Of Gods and Women

Ashley Goldberg

The Bushman and I walked side by side, both of us outfitted in our Sunday best, his patchwork beard of auburn and grey was so long that it covered the burgundy tie his wife had picked out for him. I kept thinking that if he tucked it into his shirt it would look like his chest hair had connected itself to his face.

We trailed The Bushman's wife and daughter who were trying to maintain polite conversation with my parents. The Bushman and I had come to know each other well in the past six months—often at the breakfast table after I stumbled down from his daughter's bedroom, racoon-eyed and half-naked.

‘Overhung?’ he would ask with globules of bacon grease dripping from his beard.

‘You know what you need? Hair of the dog,’ he would say as he carved a long slit of a smile into the thickets on his face, before waving me over and piling a mound of bacon rashers on to a plate.

‘What was it like having your dad teach at your school?’ I asked.

‘It was terrible,’ she replied. ‘I was teased mercilessly, everyone called him The Bushman.’

Our recently polished dress shoes clicked rhythmically against the pavement as he and I discussed the idea of god and religion.

‘I think people should be able to believe whatever they want,’ I said. ‘My concern is when they start to preach their beliefs and force them upon others.’

‘There was a girl in our class who's a Born Again Christian. She once chastised me for swearing when I said shit,’ I said.

‘What? Shit's not a swearword!’ responded The Bushman.

‘That's what I said,’ I replied, smiling gladly.

‘Stupid cunts,’ he said with a jocular laugh.

Born in Germany, The Bushman was fluent in both German and French, though his gruff Australian colloquialisms and heavy use of expletives would never make anyone suspect as much.

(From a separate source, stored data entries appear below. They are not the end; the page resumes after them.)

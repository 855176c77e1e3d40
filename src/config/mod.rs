use std::env;
use std::fmt;
use std::time::Duration;

use thiserror::Error;

/// Errors raised while assembling [`AppConfig`] at startup
#[derive(Debug, Error)]
pub enum ConfigError {
    #[error("Missing configuration: {0}")]
    Missing(&'static str),

    #[error("Invalid value for {key}: {value}")]
    Invalid { key: &'static str, value: String },
}

#[derive(Debug, Clone)]
pub struct AppConfig {
    pub environment: Environment,
    pub database: DatabaseConfig,
    pub api: ApiConfig,
    pub security: SecurityConfig,
    pub docs: DocsConfig,
}

#[derive(Debug, Clone, Copy, PartialEq, Eq)]
pub enum Environment {
    Development,
    Staging,
    Production,
}

#[derive(Debug, Clone)]
pub struct DatabaseConfig {
    pub url: String,
    pub max_connections: u32,
    pub connection_timeout: u64,
    pub statement_timeout_ms: u64,
}

impl DatabaseConfig {
    /// Upper bound on any single store call
    pub fn statement_timeout(&self) -> Duration {
        Duration::from_millis(self.statement_timeout_ms)
    }
}

#[derive(Debug, Clone)]
pub struct ApiConfig {
    pub host: String,
    pub port: u16,
}

#[derive(Debug, Clone)]
pub struct SecurityConfig {
    pub api_key: ApiKey,
    pub enable_cors: bool,
    pub cors_origins: Vec<String>,
}

#[derive(Debug, Clone)]
pub struct DocsConfig {
    /// Server URL advertised in the OpenAPI document
    pub base_url: String,
}

/// The shared secret every caller must present. `Debug` never prints the value.
#[derive(Clone, PartialEq, Eq)]
pub struct ApiKey(String);

impl ApiKey {
    pub fn new(value: impl Into<String>) -> Self {
        Self(value.into())
    }

    pub fn as_bytes(&self) -> &[u8] {
        self.0.as_bytes()
    }

    pub fn is_empty(&self) -> bool {
        self.0.is_empty()
    }
}

impl fmt::Debug for ApiKey {
    fn fmt(&self, f: &mut fmt::Formatter<'_>) -> fmt::Result {
        f.write_str("ApiKey([redacted])")
    }
}

impl AppConfig {
    /// Build the configuration from process environment variables.
    pub fn from_env() -> Result<Self, ConfigError> {
        Self::from_lookup(|key| env::var(key).ok())
    }

    /// Build the configuration from an arbitrary key lookup.
    pub fn from_lookup<F>(lookup: F) -> Result<Self, ConfigError>
    where
        F: Fn(&str) -> Option<String>,
    {
        let environment = match lookup("APP_ENV").as_deref() {
            Some("production") | Some("prod") => Environment::Production,
            Some("staging") | Some("stage") => Environment::Staging,
            _ => Environment::Development,
        };

        // Presets first, then specific variables on top
        match environment {
            Environment::Production => Self::production(),
            Environment::Staging => Self::staging(),
            Environment::Development => Self::development(),
        }
        .with_overrides(&lookup)
    }

    /// Replace the listening port, keeping the development docs URL in step.
    pub fn with_port(mut self, port: u16) -> Self {
        self.api.port = port;
        if self.environment == Environment::Development {
            self.docs.base_url = local_base_url(port);
        }
        self
    }

    pub fn bind_addr(&self) -> String {
        format!("{}:{}", self.api.host, self.api.port)
    }

    fn with_overrides<F>(mut self, lookup: &F) -> Result<Self, ConfigError>
    where
        F: Fn(&str) -> Option<String>,
    {
        let api_key = lookup("API_KEY").ok_or(ConfigError::Missing("API_KEY"))?;
        if api_key.is_empty() {
            return Err(ConfigError::Invalid { key: "API_KEY", value: "<empty>".to_string() });
        }
        self.security.api_key = ApiKey::new(api_key);

        self.database.url = lookup("DATABASE_URL").ok_or(ConfigError::Missing("DATABASE_URL"))?;

        // Database overrides
        if let Some(v) = lookup("DATABASE_MAX_CONNECTIONS") {
            self.database.max_connections = parse("DATABASE_MAX_CONNECTIONS", v)?;
        }
        if let Some(v) = lookup("DATABASE_CONNECTION_TIMEOUT") {
            self.database.connection_timeout = parse("DATABASE_CONNECTION_TIMEOUT", v)?;
        }
        if let Some(v) = lookup("DATABASE_STATEMENT_TIMEOUT_MS") {
            self.database.statement_timeout_ms = parse("DATABASE_STATEMENT_TIMEOUT_MS", v)?;
        }

        // API overrides
        if let Some(v) = lookup("HOST") {
            self.api.host = v;
        }
        if let Some(v) = lookup("PORT") {
            self.api.port = parse("PORT", v)?;
        }

        // Security overrides
        if let Some(v) = lookup("SECURITY_ENABLE_CORS") {
            self.security.enable_cors = parse("SECURITY_ENABLE_CORS", v)?;
        }
        if let Some(v) = lookup("SECURITY_CORS_ORIGINS") {
            self.security.cors_origins = v
                .split(',')
                .map(|s| s.trim().to_string())
                .filter(|s| !s.is_empty())
                .collect();
        }

        self.docs.base_url = match (self.environment, lookup("PUBLIC_BASE_URL")) {
            (_, Some(v)) => {
                url::Url::parse(&v).map_err(|_| ConfigError::Invalid { key: "PUBLIC_BASE_URL", value: v.clone() })?;
                v.trim_end_matches('/').to_string()
            }
            (Environment::Development, None) => local_base_url(self.api.port),
            (_, None) => return Err(ConfigError::Missing("PUBLIC_BASE_URL")),
        };

        Ok(self)
    }

    fn development() -> Self {
        Self {
            environment: Environment::Development,
            database: DatabaseConfig {
                url: String::new(),
                max_connections: 10,
                connection_timeout: 30,
                statement_timeout_ms: 30_000,
            },
            api: ApiConfig { host: "0.0.0.0".to_string(), port: 3000 },
            security: SecurityConfig {
                api_key: ApiKey::new(""),
                enable_cors: true,
                cors_origins: vec![],
            },
            docs: DocsConfig { base_url: local_base_url(3000) },
        }
    }

    fn staging() -> Self {
        Self {
            environment: Environment::Staging,
            database: DatabaseConfig {
                url: String::new(),
                max_connections: 20,
                connection_timeout: 10,
                statement_timeout_ms: 10_000,
            },
            api: ApiConfig { host: "0.0.0.0".to_string(), port: 3000 },
            security: SecurityConfig {
                api_key: ApiKey::new(""),
                enable_cors: true,
                cors_origins: vec!["https://staging.example.com".to_string()],
            },
            docs: DocsConfig { base_url: String::new() },
        }
    }

    fn production() -> Self {
        Self {
            environment: Environment::Production,
            database: DatabaseConfig {
                url: String::new(),
                max_connections: 50,
                connection_timeout: 5,
                statement_timeout_ms: 5_000,
            },
            api: ApiConfig { host: "0.0.0.0".to_string(), port: 3000 },
            security: SecurityConfig {
                api_key: ApiKey::new(""),
                enable_cors: false,
                cors_origins: vec![],
            },
            docs: DocsConfig { base_url: String::new() },
        }
    }
}

fn local_base_url(port: u16) -> String {
    format!("http://localhost:{}", port)
}

fn parse<T: std::str::FromStr>(key: &'static str, value: String) -> Result<T, ConfigError> {
    value.parse().map_err(|_| ConfigError::Invalid { key, value })
}

#[cfg(test)]
mod tests {
    use super::*;
    use std::collections::HashMap;

    fn lookup(pairs: &[(&str, &str)]) -> impl Fn(&str) -> Option<String> {
        let map: HashMap<String, String> =
            pairs.iter().map(|(k, v)| (k.to_string(), v.to_string())).collect();
        move |key| map.get(key).cloned()
    }

    const REQUIRED: &[(&str, &str)] = &[("API_KEY", "s3cret"), ("DATABASE_URL", "postgres://localhost/orders")];

    #[test]
    fn test_default_development_config() {
        let config = AppConfig::from_lookup(lookup(REQUIRED)).unwrap();
        assert_eq!(config.environment, Environment::Development);
        assert_eq!(config.api.port, 3000);
        assert_eq!(config.docs.base_url, "http://localhost:3000");
        assert_eq!(config.security.api_key, ApiKey::new("s3cret"));
    }

    #[test]
    fn test_missing_api_key_is_rejected() {
        let err = AppConfig::from_lookup(lookup(&[("DATABASE_URL", "postgres://localhost/orders")])).unwrap_err();
        assert!(matches!(err, ConfigError::Missing("API_KEY")));

        let err = AppConfig::from_lookup(lookup(&[("API_KEY", ""), ("DATABASE_URL", "postgres://x/y")])).unwrap_err();
        assert!(matches!(err, ConfigError::Invalid { key: "API_KEY", .. }));
    }

    #[test]
    fn test_production_requires_public_base_url() {
        let mut pairs = REQUIRED.to_vec();
        pairs.push(("APP_ENV", "production"));
        let err = AppConfig::from_lookup(lookup(&pairs)).unwrap_err();
        assert!(matches!(err, ConfigError::Missing("PUBLIC_BASE_URL")));

        pairs.push(("PUBLIC_BASE_URL", "https://api.example.com/"));
        let config = AppConfig::from_lookup(lookup(&pairs)).unwrap();
        assert_eq!(config.docs.base_url, "https://api.example.com");
        assert_eq!(config.database.max_connections, 50);
    }

    #[test]
    fn test_port_override_moves_local_docs_url() {
        let mut pairs = REQUIRED.to_vec();
        pairs.push(("PORT", "8080"));
        let config = AppConfig::from_lookup(lookup(&pairs)).unwrap();
        assert_eq!(config.bind_addr(), "0.0.0.0:8080");
        assert_eq!(config.docs.base_url, "http://localhost:8080");

        let config = config.with_port(9090);
        assert_eq!(config.docs.base_url, "http://localhost:9090");
    }

    #[test]
    fn test_statement_timeout_override() {
        let config = AppConfig::from_lookup(lookup(REQUIRED)).unwrap();
        assert_eq!(config.database.statement_timeout(), Duration::from_secs(30));

        let mut pairs = REQUIRED.to_vec();
        pairs.push(("DATABASE_STATEMENT_TIMEOUT_MS", "1500"));
        let config = AppConfig::from_lookup(lookup(&pairs)).unwrap();
        assert_eq!(config.database.statement_timeout(), Duration::from_millis(1500));
    }

    #[test]
    fn test_invalid_port_is_reported() {
        let mut pairs = REQUIRED.to_vec();
        pairs.push(("PORT", "eighty"));
        let err = AppConfig::from_lookup(lookup(&pairs)).unwrap_err();
        assert!(matches!(err, ConfigError::Invalid { key: "PORT", .. }));
    }

    #[test]
    fn test_debug_redacts_api_key() {
        let config = AppConfig::from_lookup(lookup(REQUIRED)).unwrap();
        let rendered = format!("{:?}", config);
        assert!(!rendered.contains("s3cret"));
    }
}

He maintained an active political voice—his passionate leftist rants against the draconian policies of the government were often published in nationally distributed newspapers. He bounced around the public system teaching for twenty years before opening up his own school for troubled youths hailing from environments of violence and abuse. He brought them in thrashing and full of rage, he let them exhaust themselves against his unwavering patience and then blanketed them with security, education and the knowledge that they were worth a damn.

‘I don't know what comes after all of this,’ said The Bushman gesturing outwards. ‘But while I'm here I'm going to dedicate myself to the things I can see and feel, to the things that matter to me.’

‘That right there,’ he said pointing ahead to his wife.

‘That's my god, that's my religion, that woman,’ he said, turning to me.

‘I live for her, and as long as I can I'm going to do whatever it takes to make her happy.’

His eyes began to glint with moisture and he turned away from me. I knew that he had nearly lost her twice in the past, both times to cancer, once of the skin and then the breast. She'd survived though and he'd only lost pieces of her instead, but I could only imagine what that could do to someone.

‘I think your parents have a great relationship,’ I said.

‘You don't know anything,’ she replied. ‘She just shouts at him and complains all of the time, and it makes him sad. He's started hiding bottles of whisky all over the house, and he sneaks sips of them when he thinks nobody is looking.’

‘Really?’ I asked with genuine surprise.

‘Yeah, how do you think it would feel to be treated like shit all of the time by the woman that you love?’

Up ahead, the conversation died and our relatives split into their more comfortable familial pairs. My mouth dried up and my throat felt cracked and splintered like swollen wood because I knew how I wanted to respond to The Bushman. I wanted to tell him about my gods and religion, I wanted to turn to him and say, ‘Frankly, sir, that is exactly how I feel about your daughter. I'm not sure that I believed in anything before I met her.’

But instead, I said nothing, because The Bushman's daughter had ended our relationship three weeks earlier, she had obtained a job in another city and was moving there shortly. We had agreed to be civil on this day and to maintain decorum for the sake of our families.

And I knew The Bushman well—he wouldn't lie to me. Had I said what I wanted to, he would simply have looked at me with his earnest, youthful eyes, and in the creases of his weathered face there would have been a deep sadness. The Bushman knew–just as I did–that his daughter did not love me. She saw too much of herself in her mother and too much of The Bushman in me.

And so The Bushman and I walked side by side, in silence, the rest of the way to the University.


Following the graduation ceremony, The Bushman found his way to me. He placed my hand within his well-calloused grip and he shook it firmly. He looked at me with fatherly concern and said, ‘Best of luck.’ He then turned and left, hand-in-hand with his gods and mine.